Read on to learn more about each of these factors.
The type of business entity you used to conduct your business determines your general responsibility for the business debts.
If you did business as sole proprietor, you are personally responsible for all of the business debts. Under the law, you and the business are the same. You own the business assets personally and are personally responsible for all of the business debtor. In order to discharge or wipe out the business debts, you would have to file a personal bankruptcy. This will affect your credit and will show up on your credit report for up to ten years.
If you operate your business as a partnership and you are a general partner, you are personally responsible for all of the business debts along with the partnership. The business assets are owned by the partnership and a partnership can file for bankruptcy in its own right. But if all of the partnership debts are not paid from the liquidation of the partnership property, the general partner or partners remain responsible for the unpaid debt. The creditor can report these debts to the credit bureaus under your name. However, the fact that the business filed for bankruptcy should not be on your credit report since it was not a personal bankruptcy.
If you are a limited partner in a business or if you do business as a corporation or a limited liability company, under most circumstances, you are not legally responsible for business debts. Each of these entities can file for bankruptcy in their own right and the business bankruptcy should not effect your credit. With limited exceptions, neither the business bankruptcy nor the business debts should show up on your credit report.
In a few instances, your LLC, corporation, or limited partnership bankruptcy might affect your personal credit report.
Often creditors will require the owners or officers of a small business to sign a personal guaranty before they will extend credit to the business. If you sign a personal guaranty, you are agreeing to be responsible for the payment of the business debt. Under this circumstance, if the business files for bankruptcy and the debt is not paid in full in the bankruptcy, you will need to pay the debt you guaranteed or it could be reported to the credit bureaus as an unpaid obligation. If it is, it will most certainly affect your credit.

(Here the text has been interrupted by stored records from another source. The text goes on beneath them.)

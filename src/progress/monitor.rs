use std::fmt;

use snafu::ensure;

use super::error::{
    CompletedSnafu, CountAboveMaximumSnafu, CountBelowProgressSnafu, MaxStepSizeNotPositiveSnafu,
    MaximumBelowProgressSnafu, MaximumNotPositiveSnafu, MinStepSizeNotPositiveSnafu,
    ProgressError, StepRangeInvertedSnafu,
};
use super::event::{ProgressEvent, ProgressListener};

/// The default minimum step size.
pub const DEFAULT_MIN_STEP_SIZE: u64 = 10;

/// The default maximum step size.
pub const DEFAULT_MAX_STEP_SIZE: u64 = 1000;

/// Which value feeds the adaptive step formula while a run is in progress.
#[derive(Debug, Clone, Copy, Default, PartialEq, Eq)]
pub enum StepBasis {
    /// Use the maximum when one is set, otherwise the progress count.
    ///
    /// With a maximum set the step stays where `set_maximum` put it, so the
    /// step never shrinks during a run.
    #[default]
    Maximum,
    /// Always use the progress count that triggered the publish.
    Progress,
}

/// Tracks the progress of a long running operation and notifies listeners at
/// step boundaries.
///
/// Events are published whenever the progress count reaches or passes a
/// multiple of the current step size. Unless the step size is constant it
/// grows from the minimum toward the maximum step size as the count grows, so
/// a run publishes frequently early on and sparsely later. Duplicate events
/// are never published.
///
/// Once [`complete`](Self::complete) is called, the progress count and the
/// maximum can no longer change until [`reset`](Self::reset).
///
/// `ProgressMonitor` does no locking. Callers that report from several threads
/// must serialize access themselves, or use
/// [`SharedMonitor`](super::SharedMonitor).
///
/// ```
/// use progmon::progress::ProgressMonitor;
///
/// let mut monitor = ProgressMonitor::new();
/// monitor.add_listener(|event: &progmon::progress::ProgressEvent| {
///     println!("processed {}", event.progress());
/// });
///
/// for _ in 0..25 {
///     monitor.increment().unwrap();
/// }
/// monitor.complete();
/// assert!(monitor.is_done());
/// ```
pub struct ProgressMonitor {
    min_step_size: u64,
    max_step_size: u64,
    basis: StepBasis,

    progress: u64,
    step: u64,
    maximum: Option<u64>,
    done: bool,
    last_published: Option<u64>,

    listeners: Vec<Box<dyn ProgressListener>>,
}

impl ProgressMonitor {
    /// Create a monitor with [`DEFAULT_MIN_STEP_SIZE`] and [`DEFAULT_MAX_STEP_SIZE`].
    pub fn new() -> Self {
        Self::from_range(DEFAULT_MIN_STEP_SIZE, DEFAULT_MAX_STEP_SIZE)
    }

    /// Create a monitor whose step size adapts between `min_step_size` and `max_step_size`.
    pub fn with_min_max_step_size(
        min_step_size: u64,
        max_step_size: u64,
    ) -> Result<Self, ProgressError> {
        validate_range(min_step_size, max_step_size)?;
        Ok(Self::from_range(min_step_size, max_step_size))
    }

    /// Create a monitor that always publishes every `step_size` units.
    pub fn with_constant_step_size(step_size: u64) -> Result<Self, ProgressError> {
        Self::with_min_max_step_size(step_size, step_size)
    }

    fn from_range(min_step_size: u64, max_step_size: u64) -> Self {
        Self {
            min_step_size,
            max_step_size,
            basis: StepBasis::default(),
            progress: 0,
            step: min_step_size,
            maximum: None,
            done: false,
            last_published: None,
            listeners: Vec::new(),
        }
    }

    /// Register a listener. Listeners are notified in registration order.
    pub fn add_listener<L>(&mut self, listener: L) -> &mut Self
    where
        L: ProgressListener + 'static,
    {
        self.listeners.push(Box::new(listener));
        self
    }

    pub fn listener_count(&self) -> usize {
        self.listeners.len()
    }

    /// Switch to a constant step size.
    ///
    /// Progress, maximum and listeners are kept.
    pub fn set_step_size(&mut self, step_size: u64) -> Result<&mut Self, ProgressError> {
        self.set_dynamic_step_size(step_size, step_size)
    }

    /// Replace the adaptive step range and recompute the current step from it.
    ///
    /// Progress, maximum and listeners are kept.
    pub fn set_dynamic_step_size(
        &mut self,
        min_step_size: u64,
        max_step_size: u64,
    ) -> Result<&mut Self, ProgressError> {
        validate_range(min_step_size, max_step_size)?;

        self.min_step_size = min_step_size;
        self.max_step_size = max_step_size;
        self.step = self.adaptive_step(self.reference_value(self.progress));
        Ok(self)
    }

    pub fn set_step_basis(&mut self, basis: StepBasis) -> &mut Self {
        self.basis = basis;
        self
    }

    pub fn step_basis(&self) -> StepBasis {
        self.basis
    }

    /// Set the maximum value and recompute the step size from it.
    ///
    /// May be called repeatedly until the monitor completes, but never below
    /// the current progress.
    pub fn set_maximum(&mut self, maximum: u64) -> Result<&mut Self, ProgressError> {
        ensure!(!self.done, CompletedSnafu);
        ensure!(maximum >= 1, MaximumNotPositiveSnafu);
        ensure!(
            maximum >= self.progress,
            MaximumBelowProgressSnafu {
                maximum,
                progress: self.progress
            }
        );

        self.maximum = Some(maximum);
        self.step = self.adaptive_step(maximum);
        Ok(self)
    }

    pub fn maximum(&self) -> Option<u64> {
        self.maximum
    }

    /// Increment the progress count by one, publishing if a step boundary was reached.
    ///
    /// Returns the new progress count.
    pub fn increment(&mut self) -> Result<u64, ProgressError> {
        self.set_progress(self.progress.saturating_add(1))?;
        Ok(self.progress)
    }

    /// Set the progress count, publishing if a step boundary was reached or passed.
    ///
    /// Setting the current count again is a no-op.
    pub fn set_progress(&mut self, count: u64) -> Result<&mut Self, ProgressError> {
        ensure!(!self.done, CompletedSnafu);
        ensure!(
            count >= self.progress,
            CountBelowProgressSnafu {
                count,
                progress: self.progress
            }
        );
        if let Some(maximum) = self.maximum {
            ensure!(count <= maximum, CountAboveMaximumSnafu { count, maximum });
        }

        if count == self.progress {
            return Ok(self);
        }

        let previous = self.progress;
        self.progress = count;

        // Boundary index grows iff a multiple of the step lies in (previous, count].
        if count / self.step > previous / self.step {
            self.publish();

            if self.step < self.max_step_size {
                self.step = self.adaptive_step(self.reference_value(count));
            }
        }

        Ok(self)
    }

    pub fn progress(&self) -> u64 {
        self.progress
    }

    /// The current sampling interval.
    pub fn step_size(&self) -> u64 {
        self.step
    }

    pub fn min_step_size(&self) -> u64 {
        self.min_step_size
    }

    pub fn max_step_size(&self) -> u64 {
        self.max_step_size
    }

    /// Mark the operation as finished, publishing the final count unless it
    /// was the last value published.
    ///
    /// Calling this again has no effect. Further changes to the progress
    /// count or the maximum fail until [`reset`](Self::reset).
    pub fn complete(&mut self) {
        if self.done {
            return;
        }

        self.done = true;

        if self.last_published != Some(self.progress) {
            self.publish();
        }
    }

    pub fn is_done(&self) -> bool {
        self.done
    }

    /// Return to the initial running state.
    ///
    /// Listeners, the step range, the step basis and the maximum are kept.
    /// The step restarts at the minimum step size and is rebuilt from the
    /// retained maximum only after the first publish of the new run, so that
    /// run publishes one early event at the minimum step.
    pub fn reset(&mut self) -> &mut Self {
        self.progress = 0;
        self.step = self.min_step_size;
        self.done = false;
        self.last_published = None;
        self
    }

    fn reference_value(&self, count: u64) -> u64 {
        match (self.basis, self.maximum) {
            (StepBasis::Maximum, Some(maximum)) => maximum,
            _ => count,
        }
    }

    fn adaptive_step(&self, value: u64) -> u64 {
        if value > self.max_step_size.saturating_mul(5) {
            self.max_step_size
        } else if value / 5 <= self.min_step_size {
            self.min_step_size
        } else {
            value / 5
        }
    }

    fn publish(&mut self) {
        let event = ProgressEvent::new(self.progress, self.maximum);
        self.last_published = Some(self.progress);

        log::trace!(
            "publish progress={} maximum={:?} step={}",
            self.progress,
            self.maximum,
            self.step
        );
        for listener in &mut self.listeners {
            listener.progress_changed(&event);
        }
    }
}

impl Default for ProgressMonitor {
    fn default() -> Self {
        Self::new()
    }
}

impl fmt::Debug for ProgressMonitor {
    fn fmt(&self, f: &mut fmt::Formatter<'_>) -> fmt::Result {
        f.debug_struct("ProgressMonitor")
            .field("progress", &self.progress)
            .field("maximum", &self.maximum)
            .field("step", &self.step)
            .field("min_step_size", &self.min_step_size)
            .field("max_step_size", &self.max_step_size)
            .field("basis", &self.basis)
            .field("done", &self.done)
            .field("listeners", &self.listeners.len())
            .finish()
    }
}

fn validate_range(min_step_size: u64, max_step_size: u64) -> Result<(), ProgressError> {
    ensure!(min_step_size > 0, MinStepSizeNotPositiveSnafu);
    ensure!(max_step_size > 0, MaxStepSizeNotPositiveSnafu);
    ensure!(max_step_size >= min_step_size, StepRangeInvertedSnafu);
    Ok(())
}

Certain types of business taxes, if unpaid, may also become your personal responsibility. Taxes that you withhold from employees' salaries or that you collect from others, such as sales taxes, are often referred to as trust fund taxes. Although it is the responsibility of the business to transmit these taxes to the government, the money that is being used to pay the tax belonged to the employee or the customer. You are charged with personal responsibility if you collect these taxes and do not transmit them to the taxing authority. This debt will affect your credit, especially if a tax lien is filed against you and recorded in the public records.